An Assessment of the Sustainability and Impact of Community Coalitions once Federal Funding has Expired. Background


CAP was originally funded by Congress and implemented by the Health Resources and Services Administration (HRSA) in September 2000. In 2002, Congress passed authorizing legislation creating HCAP, which began in fiscal year 2003. Congressional funding for CAP began with a $25 million appropriation in the Fiscal Year (FY) 2000 budget, used to make grants to 23 coalitions of community organizations and safety net providers. Additional funding provided to HRSA for the program comprised approximately $500 million from FY 2001 through FY 2005. The program was unfunded for FY 2006. Between 2000 and 2006, HCAP provided grants to local communities to strengthen the health care safety net that served the uninsured and underinsured. In total, HRSA awarded 260 grants in 45 states and the District of Columbia and the Virgin Islands. Most grantees received an initial grant of $750,000 to $1 million in the first year, with additional, but reduced, funding for two additional years. Many grantees within the initial cohorts of the HCAP program had a track record of building partnerships, having been recipients of earlier national foundation funding from the W.K. Kellogg and Robert Wood Johnson Foundations, or having received support from other contributors such as health systems, corporations, or non-profit organizations.

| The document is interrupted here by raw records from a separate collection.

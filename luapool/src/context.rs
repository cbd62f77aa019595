//! ScriptContext - snippets plus pools behind one handle.
//!
//! Convenience layer for the common embedding pattern: register snippets once,
//! then run them on an instance borrowed from a pool color.

use std::path::Path;
use std::sync::Arc;

use serde_json::{Map, Value};

use crate::checkout::PooledState;
use crate::config::PoolConfig;
use crate::error::Result;
use crate::instance::LuaInstance;
use crate::pool::StatePool;
use crate::registry::{DEFAULT_POOL, PoolRegistry};
use crate::snippet::SnippetRegistry;

#[derive(Debug, Default)]
pub struct ScriptContext {
    pools: PoolRegistry,
    snippets: SnippetRegistry,
}

impl ScriptContext {
    pub fn new() -> Self {
        Self::default()
    }

    pub fn registry(&self) -> &PoolRegistry {
        &self.pools
    }

    pub fn snippets(&self) -> &SnippetRegistry {
        &self.snippets
    }

    /// Register a snippet unless one with that name already exists.
    pub fn compile_string(&self, name: &str, code: &str) -> Result<()> {
        self.snippets.compile_string(name, code, false).map(|_| ())
    }

    /// Register a snippet, replacing any existing one.
    pub fn recompile_string(&self, name: &str, code: &str) -> Result<()> {
        self.snippets.compile_string(name, code, true).map(|_| ())
    }

    pub fn compile_file(&self, name: &str, path: impl AsRef<Path>) -> Result<()> {
        self.snippets.compile_file(name, path, false).map(|_| ())
    }

    pub fn get_pool(&self, color: &str) -> Result<Arc<StatePool>> {
        self.pools.get_pool(color)
    }

    pub fn create_pool(&self, color: &str, config: PoolConfig) -> Result<Arc<StatePool>> {
        self.pools.create_pool(color, config)
    }

    pub fn has_pool(&self, color: &str) -> bool {
        self.pools.has_pool(color)
    }

    pub fn acquire_pooled(&self, color: &str) -> Result<LuaInstance> {
        self.pools.get_pool(color)?.acquire()
    }

    pub fn release_pooled(&self, instance: LuaInstance, color: &str) -> Result<()> {
        self.pools.get_pool(color)?.release(instance);
        Ok(())
    }

    pub fn acquire_pooled_raii(&self, color: &str) -> Result<PooledState> {
        self.pools.get_pool(color)?.checkout()
    }

    /// Run snippet `name` on an instance from `color`.
    pub fn run_pooled(&self, name: &str, color: &str) -> Result<()> {
        let snippet = self.snippets.get(name)?;
        let state = self.acquire_pooled_raii(color)?;
        state.exec_named(snippet.name(), snippet.source())
    }

    /// Run snippet `name` on the default pool.
    pub fn run_pooled_default(&self, name: &str) -> Result<()> {
        self.run_pooled(name, DEFAULT_POOL)
    }

    /// Run snippet `name` with `env` bound as globals. Returns the values of
    /// the same globals after the run. The environment is unbound again before
    /// the instance goes back to the pool.
    pub fn run_with_environment_pooled(
        &self,
        name: &str,
        env: &Map<String, Value>,
        color: &str,
    ) -> Result<Map<String, Value>> {
        let snippet = self.snippets.get(name)?;
        let state = self.acquire_pooled_raii(color)?;

        for (key, value) in env {
            state.bind_global(key, value)?;
        }

        let outcome = state
            .exec_named(snippet.name(), snippet.source())
            .and_then(|()| {
                let mut values = Map::new();
                for key in env.keys() {
                    values.insert(key.clone(), state.global_json(key)?);
                }
                Ok(values)
            });

        let baseline = state.pool().config().global_bindings();
        for key in env.keys().filter(|key| !baseline.contains_key(*key)) {
            state.bind_global(key, &Value::Null)?;
        }

        outcome
    }

    /// Evaluate ad-hoc code on an instance from `color` and return its result.
    pub fn eval_pooled(&self, code: &str, color: &str) -> Result<Value> {
        let state = self.acquire_pooled_raii(color)?;
        state.eval_json(code)
    }
}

Although federal and foundation grants have long supported safety net providers’ efforts to increase access to care and the quality of care for underserved populations, the HCAP program distinguished itself on three fronts: first, by requiring collaboration—grants were given only to consortia of local providers, not to individual institutions; second, the funds were to be directed to infrastructure development, rather than direct service provision; and, third, the program afforded grantees wide latitude to formulate programs based on their communities’ specific needs (e.g. care coordination, patient education, disease prevention, service integration). Through these design features, the program sought to overcome the fragmented nature of safety net care by bringing the major players together and providing funds to address problems that cannot adequately be addressed by individual providers or organizations.